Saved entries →
────────────────────────────────────────
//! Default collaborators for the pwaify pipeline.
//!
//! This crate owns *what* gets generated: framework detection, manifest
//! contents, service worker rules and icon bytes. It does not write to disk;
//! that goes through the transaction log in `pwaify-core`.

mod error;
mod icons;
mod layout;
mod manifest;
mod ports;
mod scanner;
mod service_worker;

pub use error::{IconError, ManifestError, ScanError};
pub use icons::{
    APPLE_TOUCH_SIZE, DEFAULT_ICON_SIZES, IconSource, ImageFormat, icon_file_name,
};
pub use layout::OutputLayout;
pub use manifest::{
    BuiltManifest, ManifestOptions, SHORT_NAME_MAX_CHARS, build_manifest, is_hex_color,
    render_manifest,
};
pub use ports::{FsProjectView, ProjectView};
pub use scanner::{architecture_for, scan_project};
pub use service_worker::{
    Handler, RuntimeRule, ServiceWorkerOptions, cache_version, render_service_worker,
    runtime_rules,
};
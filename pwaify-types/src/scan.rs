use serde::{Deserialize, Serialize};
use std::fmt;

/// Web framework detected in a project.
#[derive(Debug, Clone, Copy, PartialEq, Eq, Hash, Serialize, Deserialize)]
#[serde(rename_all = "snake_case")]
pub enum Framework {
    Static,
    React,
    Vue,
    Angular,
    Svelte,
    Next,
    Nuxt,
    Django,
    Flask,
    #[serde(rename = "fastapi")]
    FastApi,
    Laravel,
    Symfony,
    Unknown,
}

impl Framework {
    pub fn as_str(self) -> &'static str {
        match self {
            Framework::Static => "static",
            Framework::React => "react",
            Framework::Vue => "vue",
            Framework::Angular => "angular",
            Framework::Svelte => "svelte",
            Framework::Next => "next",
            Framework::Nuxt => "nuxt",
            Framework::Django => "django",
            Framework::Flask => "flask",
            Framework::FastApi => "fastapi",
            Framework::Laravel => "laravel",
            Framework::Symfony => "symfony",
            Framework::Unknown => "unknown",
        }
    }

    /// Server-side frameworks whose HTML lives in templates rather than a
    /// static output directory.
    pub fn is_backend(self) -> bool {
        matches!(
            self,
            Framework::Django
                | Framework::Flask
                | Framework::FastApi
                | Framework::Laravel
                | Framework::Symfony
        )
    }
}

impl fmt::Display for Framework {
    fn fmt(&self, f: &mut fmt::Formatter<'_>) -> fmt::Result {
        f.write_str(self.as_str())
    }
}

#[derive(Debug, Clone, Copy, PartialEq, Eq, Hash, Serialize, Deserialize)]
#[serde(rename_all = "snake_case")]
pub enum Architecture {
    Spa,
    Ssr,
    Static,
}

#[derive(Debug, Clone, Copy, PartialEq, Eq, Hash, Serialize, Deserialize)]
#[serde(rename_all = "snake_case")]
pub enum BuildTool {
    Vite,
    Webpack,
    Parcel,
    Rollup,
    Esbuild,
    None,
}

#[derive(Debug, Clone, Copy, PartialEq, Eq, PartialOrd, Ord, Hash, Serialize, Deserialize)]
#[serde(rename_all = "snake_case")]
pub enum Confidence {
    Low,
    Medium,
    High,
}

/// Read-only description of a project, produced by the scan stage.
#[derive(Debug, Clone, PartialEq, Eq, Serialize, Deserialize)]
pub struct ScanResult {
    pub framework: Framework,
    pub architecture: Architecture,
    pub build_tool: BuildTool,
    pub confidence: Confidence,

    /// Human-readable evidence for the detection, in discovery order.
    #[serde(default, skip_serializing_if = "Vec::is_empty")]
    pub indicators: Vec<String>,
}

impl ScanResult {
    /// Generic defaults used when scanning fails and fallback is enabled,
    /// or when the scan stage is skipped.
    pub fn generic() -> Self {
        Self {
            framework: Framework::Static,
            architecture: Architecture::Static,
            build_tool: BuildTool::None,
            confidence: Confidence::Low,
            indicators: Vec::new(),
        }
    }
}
────────────────────────────────────────
Your instructions → Looking at the data above, write out exactly the lines that start at the one containing "pub enum BuildTool" and end at the one containing "pub enum Confidence"; include both and nothing beyond.

Exercise output →
pub enum BuildTool {
    Vite,
    Webpack,
    Parcel,
    Rollup,
    Esbuild,
    None,
}

#[derive(Debug, Clone, Copy, PartialEq, Eq, PartialOrd, Ord, Hash, Serialize, Deserialize)]
#[serde(rename_all = "snake_case")]
pub enum Confidence {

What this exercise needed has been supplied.